C’est ainsi que le Violet se popularise puisqu’il devient facile à fabriquer, donc très abordable et ainsi accessible au plus grand nombre. Malgré de nombreuses tentatives de contrefaçons en Europe, Billy connait un immense succès. Il est mis à l’honneur pour sa découverte lors de l’Exposition Universelle de 1862 à Londres, au cours de laquelle la Reine Victoria en personne apparait en robe de soi violette. Le Violet sera d’ailleurs très pratiqué par la famille royale de Grande-Bretagne.

Si la découverte bouleverse l’industrie textile, il en est de même pour le monde artistique. L’engouement des peintres pour cette couleur est tel qu’ils sont rapidement accusés d’en perdre la tête. Une forme d’hystérie qui sera qualifiée de « violettomanie ». Pour eux, c’est une révélation, le Violet est la solution à tous leurs problèmes de représentation, ce que le Noir ne leur permettait pas d’accomplir. Précurseur du mouvement impressionniste, Monet explique :

« J’ai enfin découvert la vraie couleur de l’atmosphère. C’est violet. L’air frais est violet. »

Pour grands nombres de peintres et de poètes de l’époque, le violet symbolise l’équilibre fragile entre le jour et la nuit, le réel et l’au-delà, l’instant même où la lumière disparait. Par extension, il sera associé au monde ésotérique et aux phénomènes mystérieux.

XXe siècle

Dès la fin du XIXe siècle, puis au début du XXe siècle, le Violet devient, avec le Blanc et le Vert, la couleur des revendications féministes, de ces femmes qui ont défendu avec courage leur (notre) droit de vote. Le choix des couleurs est expliqué par Emmeline Pethick-Lawrence, membre fondateur du mouvement des Suffragettes en Angleterre :

“Le violet en couleur dominante symbolise le sang royal, qui coule dans les veines de chaque femme luttant pour le droit de vote, la conscience de la liberté et de la dignité.
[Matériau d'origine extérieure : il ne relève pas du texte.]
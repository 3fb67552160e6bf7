//! # wirelink -- command/response correlation for serial wireless modules
//!
//! `wirelink` is an asynchronous Rust library for driving wireless
//! communication modules (sub-GHz radios, BLE, WiFi and cellular modems)
//! over a UART. It frames the byte stream, validates it, matches each
//! confirmation to the request waiting for it, and hands unsolicited
//! events to the application.
//!
//! ## Quick Start
//!
//! ```toml
//! [dependencies]
//! wirelink = { version = "0.1", features = ["binary"] }
//! tokio = { version = "1", features = ["full"] }
//! ```
//!
//! Reset a binary-framed module and listen for received data:
//!
//! ```no_run
//! use wirelink::binary::{BinaryModuleBuilder, FrameProfile, Indication};
//! use tokio::sync::mpsc;
//!
//! #[tokio::main]
//! async fn main() -> anyhow::Result<()> {
//!     let (tx, mut rx) = mpsc::unbounded_channel::<Indication>();
//!     let module = BinaryModuleBuilder::new(FrameProfile::short_length())
//!         .serial_port("/dev/ttyUSB0")
//!         .event_sink(tx)
//!         .build()
//!         .await?;
//!
//!     module.reset().await?;
//!     while let Some(ind) = rx.recv().await {
//!         println!("indication 0x{:02X}: {:02X?}", ind.command, &ind.payload[..]);
//!     }
//!     Ok(())
//! }
//! ```
//!
//! ## Architecture
//!
//! | Crate                   | Purpose                                          |
//! |-------------------------|--------------------------------------------------|
//! | `wirelink-core`         | Engine, correlator, [`Protocol`] seam, errors    |
//! | `wirelink-transport`    | Serial transport                                 |
//! | `wirelink-io`           | IO task and [`Session`]                          |
//! | `wirelink-frame`        | Binary checksummed frames (radio, BLE)           |
//! | `wirelink-at`           | AT command lines (WiFi, cellular)                |
//! | **`wirelink`**          | This facade crate -- re-exports everything       |
//!
//! ## Feature Flags
//!
//! | Feature  | Enables                              | Default |
//! |----------|--------------------------------------|---------|
//! | `binary` | [`binary`] module (framed protocol)  | yes     |
//! | `at`     | [`at`] module (AT commands)          | yes     |
//!
//! ## Errors
//!
//! Every fallible call returns [`Result<T>`](Result). A request that fails
//! tells you why: [`Error::Timeout`] (no answer), [`Error::CorruptedFrames`]
//! (answers arrived damaged), [`Error::StatusMismatch`] (the module
//! refused), or [`Error::CorrelatorOverflow`] (the answer was dropped
//! because too many confirmations were pending).

pub use wirelink_core::*;

pub use wirelink_io::{IoConfig, Session, SessionConfig};
pub use wirelink_transport::{SerialConfig, SerialTransport};

/// Binary checksummed frame protocol.
///
/// Provides [`BinaryModule`](binary::BinaryModule) and
/// [`BinaryModuleBuilder`](binary::BinaryModuleBuilder) for the sub-GHz
/// radios (1-byte length field, [`FrameProfile::short_length`](binary::FrameProfile::short_length))
/// and the BLE module and second radio (2-byte length field,
/// [`FrameProfile::extended_length`](binary::FrameProfile::extended_length)).
#[cfg(feature = "binary")]
pub mod binary {
    pub use wirelink_frame::*;
}

/// AT command protocol.
///
/// Provides [`AtModule`](at::AtModule) and
/// [`AtModuleBuilder`](at::AtModuleBuilder) for WiFi and cellular modules,
/// with typed [`AtEvent`](at::AtEvent)s for registration, signal quality,
/// SIM and packet domain reports.
#[cfg(feature = "at")]
pub mod at {
    pub use wirelink_at::*;
}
Le blanc symbolise l’honorabilité dans la sphère privée et politique ; enfin, le vert, l’espoir d’un nouveau commencement.”
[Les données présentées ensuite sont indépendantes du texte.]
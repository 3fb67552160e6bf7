//! Binary frame format and encoder.
//!
//! # Frame format
//!
//! ```text
//! 0x02 <cmd> <len> [<len-hi>] [<data>...] <xor>
//! ```
//!
//! - Start marker: `0x02`
//! - `cmd`: command byte; the top two bits carry the [`Category`], the low
//!   six bits the command identity
//! - `len`: payload length, one byte or two bytes little-endian depending
//!   on the module's [`FrameProfile`]
//! - `data`: `len` payload bytes
//! - `xor`: XOR of every preceding byte, start marker included
//!
//! [`Category`]: crate::classify::Category

use bytes::{BufMut, Bytes, BytesMut};
use wirelink_core::error::{Error, Result};

use crate::checksum;
use crate::classify::{Category, IDENTITY_MASK};

/// Start-of-frame marker.
pub const START: u8 = 0x02;

/// Width of the length field.
#[derive(Debug, Clone, Copy, PartialEq, Eq)]
pub enum LengthWidth {
    /// One length byte.
    One,
    /// Two length bytes, little-endian.
    Two,
}

impl LengthWidth {
    /// Number of bytes the length field occupies.
    pub const fn bytes(self) -> usize {
        match self {
            LengthWidth::One => 1,
            LengthWidth::Two => 2,
        }
    }
}

/// Framing parameters of one module family.
#[derive(Debug, Clone, Copy, PartialEq, Eq)]
pub struct FrameProfile {
    /// Start-of-frame marker.
    pub start: u8,
    /// Width of the length field.
    pub length_width: LengthWidth,
    /// Largest payload the module accepts or sends.
    pub max_payload: usize,
}

impl FrameProfile {
    /// One-byte length field, payloads up to 255 bytes (sub-GHz radio).
    pub const fn short_length() -> Self {
        FrameProfile {
            start: START,
            length_width: LengthWidth::One,
            max_payload: 255,
        }
    }

    /// Two-byte little-endian length field, payloads up to 964 bytes (BLE
    /// module and second sub-GHz radio).
    pub const fn extended_length() -> Self {
        FrameProfile {
            start: START,
            length_width: LengthWidth::Two,
            max_payload: 964,
        }
    }

    /// Bytes in a frame besides the payload.
    pub const fn overhead(&self) -> usize {
        // start + cmd + length + checksum
        3 + self.length_width.bytes()
    }

    /// Size of the largest frame in this profile.
    pub const fn max_frame_len(&self) -> usize {
        self.overhead() + self.max_payload
    }
}

impl Default for FrameProfile {
    fn default() -> Self {
        Self::short_length()
    }
}

/// A validated binary frame.
#[derive(Debug, Clone, PartialEq, Eq)]
pub struct Frame {
    /// Full command byte, category bits included.
    pub command: u8,
    /// Payload bytes (may be empty).
    pub payload: Bytes,
}

impl Frame {
    /// Message category from the command byte's top two bits.
    pub fn category(&self) -> Category {
        Category::of(self.command)
    }

    /// Command identity without the category bits.
    pub fn identity(&self) -> u8 {
        self.command & IDENTITY_MASK
    }
}

/// Encode a frame with an arbitrary command byte.
///
/// Fails with [`Error::PayloadTooLarge`] when `payload` exceeds the
/// profile's maximum.
///
/// # Example
///
/// ```
/// use wirelink_frame::frame::{encode_frame, FrameProfile};
///
/// let bytes = encode_frame(&FrameProfile::short_length(), 0x40, &[0x00]).unwrap();
/// assert_eq!(&bytes[..], &[0x02, 0x40, 0x01, 0x00, 0x43]);
/// ```
pub fn encode_frame(profile: &FrameProfile, command: u8, payload: &[u8]) -> Result<Bytes> {
    if payload.len() > profile.max_payload {
        return Err(Error::PayloadTooLarge {
            len: payload.len(),
            max: profile.max_payload,
        });
    }

    let mut buf = BytesMut::with_capacity(profile.overhead() + payload.len());
    buf.put_u8(profile.start);
    buf.put_u8(command);
    match profile.length_width {
        LengthWidth::One => buf.put_u8(payload.len() as u8),
        LengthWidth::Two => buf.put_u16_le(payload.len() as u16),
    }
    buf.put_slice(payload);
    let cs = checksum::xor(&buf);
    buf.put_u8(cs);
    Ok(buf.freeze())
}

/// Encode a request frame for command `identity`.
///
/// `identity` must fit in the low six bits; the request category bits are
/// added here.
pub fn encode_request(profile: &FrameProfile, identity: u8, payload: &[u8]) -> Result<Bytes> {
    if identity & !IDENTITY_MASK != 0 {
        return Err(Error::InvalidParameter(format!(
            "command identity 0x{identity:02X} overlaps the category bits"
        )));
    }
    encode_frame(profile, identity | Category::Request.bits(), payload)
}

#[cfg(test)]
mod tests {
    use super::*;

    #[test]
    fn profile_sizes() {
        let short = FrameProfile::short_length();
        assert_eq!(short.overhead(), 4);
        assert_eq!(short.max_frame_len(), 259);

        let ext = FrameProfile::extended_length();
        assert_eq!(ext.overhead(), 5);
        assert_eq!(ext.max_frame_len(), 969);
    }

    #[test]
    fn encode_reset_request_short() {
        let bytes = encode_request(&FrameProfile::short_length(), 0x00, &[]).unwrap();
        assert_eq!(&bytes[..], &[0x02, 0x00, 0x00, 0x02]);
    }

    #[test]
    fn encode_reset_request_extended() {
        let bytes = encode_request(&FrameProfile::extended_length(), 0x00, &[]).unwrap();
        assert_eq!(&bytes[..], &[0x02, 0x00, 0x00, 0x00, 0x02]);
    }

    #[test]
    fn encode_extended_length_is_little_endian() {
        let payload = vec![0u8; 0x0123];
        let bytes = encode_request(&FrameProfile::extended_length(), 0x04, &payload).unwrap();
        assert_eq!(&bytes[..4], &[0x02, 0x04, 0x23, 0x01]);
        assert_eq!(bytes.len(), 5 + 0x0123);
        assert!(checksum::validate(&bytes).is_ok());
    }

    #[test]
    fn encode_at_max_payload() {
        let profile = FrameProfile::short_length();
        let payload = vec![0xAA; 255];
        let bytes = encode_request(&profile, 0x04, &payload).unwrap();
        assert_eq!(bytes[2], 0xFF);
        assert_eq!(bytes.len(), profile.max_frame_len());
    }

    #[test]
    fn encode_rejects_oversize_payload() {
        let result = encode_request(&FrameProfile::short_length(), 0x04, &[0u8; 256]);
        assert!(matches!(
            result,
            Err(Error::PayloadTooLarge { len: 256, max: 255 })
        ));

        let result = encode_request(&FrameProfile::extended_length(), 0x04, &[0u8; 965]);
        assert!(matches!(
            result,
            Err(Error::PayloadTooLarge { len: 965, max: 964 })
        ));
    }

    #[test]
    fn encode_rejects_identity_with_category_bits() {
        let result = encode_request(&FrameProfile::short_length(), 0x44, &[]);
        assert!(matches!(result, Err(Error::InvalidParameter(_))));
    }

    #[test]
    fn frame_category_and_identity() {
        let frame = Frame {
            command: 0x84,
            payload: Bytes::new(),
        };
        assert_eq!(frame.category(), Category::Indication);
        assert_eq!(frame.identity(), 0x04);
    }
}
Le Violet demeure par la suite une couleur féministe, entre le Bleu-Garçons et le Rose-Filles (cliché imposé par les commerciaux) comme une manière de dénoncer les inégalités Hommes-Femmes et de rassembler les deux genres par la couleur.

Les artistes des Sixties s’approprient à leur tour cette couleur, dans une idéologie plus décalée encore que celle des artistes de la fin du XIXe siècle. Omniprésent dans les œuvres du mouvement Pop-Art, le Violet apparait de manière récurrente chez Andy Warhol ou Isabelle Collin Dufresne, plasticienne muse de ce dernier. D’ailleurs, elle se re-baptisera Ultra-Violet et se teindra les cheveux de cette couleur en signe de rébellion contre son éducation religieuse, entre autres…
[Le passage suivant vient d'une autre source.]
//! Event dispatch sinks.
//!
//! Unsolicited frames (binary indications, AT `+EVENT:` lines) are handed to
//! the session's [`EventSink`] synchronously from the receive path. A sink
//! must not issue requests or block: it may only copy the event somewhere
//! (a channel, a flag, a counter) for later processing.

use tokio::sync::{broadcast, mpsc};

/// Receiver of unsolicited events decoded by the engine.
pub trait EventSink<E>: Send + Sync + 'static {
    /// Deliver one event. Called once per classified unsolicited message.
    fn deliver(&self, event: E);
}

/// Sink that drops every event.
#[derive(Debug, Default, Clone, Copy)]
pub struct NullSink;

impl<E> EventSink<E> for NullSink {
    fn deliver(&self, _event: E) {}
}

/// Fan events out to any number of subscribers.
///
/// Slow subscribers may lag and miss events; the receive path never waits
/// on them.
impl<E: Clone + Send + 'static> EventSink<E> for broadcast::Sender<E> {
    fn deliver(&self, event: E) {
        // No subscribers is not an error for the receive path.
        let _ = self.send(event);
    }
}

/// Queue events for a single consumer task.
impl<E: Send + 'static> EventSink<E> for mpsc::UnboundedSender<E> {
    fn deliver(&self, event: E) {
        if self.send(event).is_err() {
            tracing::trace!("event receiver dropped, discarding event");
        }
    }
}

/// Adapter turning a closure into an [`EventSink`].
///
/// ```
/// use std::sync::atomic::{AtomicUsize, Ordering};
/// use std::sync::Arc;
/// use wirelink_core::events::{CallbackSink, EventSink};
///
/// let count = Arc::new(AtomicUsize::new(0));
/// let seen = Arc::clone(&count);
/// let sink = CallbackSink::new(move |_event: u8| {
///     seen.fetch_add(1, Ordering::Relaxed);
/// });
/// sink.deliver(7);
/// assert_eq!(count.load(Ordering::Relaxed), 1);
/// ```
pub struct CallbackSink<F> {
    callback: F,
}

impl<F> CallbackSink<F> {
    /// Wrap `callback` so it can be registered as a session's event sink.
    pub fn new(callback: F) -> Self {
        CallbackSink { callback }
    }
}

impl<E, F> EventSink<E> for CallbackSink<F>
where
    F: Fn(E) + Send + Sync + 'static,
{
    fn deliver(&self, event: E) {
        (self.callback)(event);
    }
}

/// Lets builders store a sink chosen at runtime.
impl<E: 'static> EventSink<E> for Box<dyn EventSink<E>> {
    fn deliver(&self, event: E) {
        (**self).deliver(event);
    }
}

#[cfg(test)]
mod tests {
    use super::*;

    #[test]
    fn null_sink_accepts_anything() {
        let sink = NullSink;
        EventSink::<u32>::deliver(&sink, 1);
        EventSink::<String>::deliver(&sink, "x".into());
    }

    #[test]
    fn broadcast_sink_without_subscribers_does_not_fail() {
        let (tx, rx) = broadcast::channel::<u8>(4);
        drop(rx);
        tx.deliver(1);
    }

    #[test]
    fn broadcast_sink_delivers() {
        let (tx, mut rx) = broadcast::channel::<u8>(4);
        tx.deliver(42);
        assert_eq!(rx.try_recv().unwrap(), 42);
    }

    #[test]
    fn unbounded_sink_delivers_in_order() {
        let (tx, mut rx) = mpsc::unbounded_channel::<u8>();
        tx.deliver(1);
        tx.deliver(2);
        assert_eq!(rx.try_recv().unwrap(), 1);
        assert_eq!(rx.try_recv().unwrap(), 2);
    }

    #[test]
    fn callback_sink_invokes_closure() {
        use std::sync::Mutex;
        let seen = std::sync::Arc::new(Mutex::new(Vec::new()));
        let store = std::sync::Arc::clone(&seen);
        let sink = CallbackSink::new(move |v: u8| store.lock().unwrap().push(v));
        sink.deliver(3);
        sink.deliver(4);
        assert_eq!(*seen.lock().unwrap(), vec![3, 4]);
    }
}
Dans les années 1960 puis 1970, le Violet est plus que jamais le symbole de la contre-culture. Il est la couleur profonde et intense d’une génération de jeunes rebelles, affirmant leur liberté sur fond de substances illicites et de délires psychédéliques. Le Violet inspire les musiciens qui n’hésitent pas à y faire référence, comme de Jimi Hendrix avec sa chanson Purple Haze (1967), ou à travers la création du groupe Deep Purple (1968).

Allez, je m’arrête là pour ce premier article de la série sur le Violet. Je vous l’accorde il est un petit peu long, et je félicite ceux qui en sont venus à bout ! Personnellement, je trouve l’Histoire du Violet passionnante tout comme celles des autres couleurs que vous pouvez retrouver ICI. N’hésitez pas à me laisser un commentaire pour me donner votre avis ou simplement me dire si vous avez appris des choses ! Dans le prochain article, je parlerai de la signification du Violet aujourd’hui.

Image de Lise-Pauline Henry

Lise-Pauline Henry

Fondatrice de l’agence d’architecture d’intérieur et de décoration Tadaima Concept, je suis diplômée d’Etat en Architecture et titulaire d’une Maitrise en Arts Plastiques. Créative pure souche, j’aime dessiner, coudre, jardiner, bricoler, voyager… m’inspirer de ce qui m’entoure pour enrichir mes projets et partager avec vous tous mes secrets !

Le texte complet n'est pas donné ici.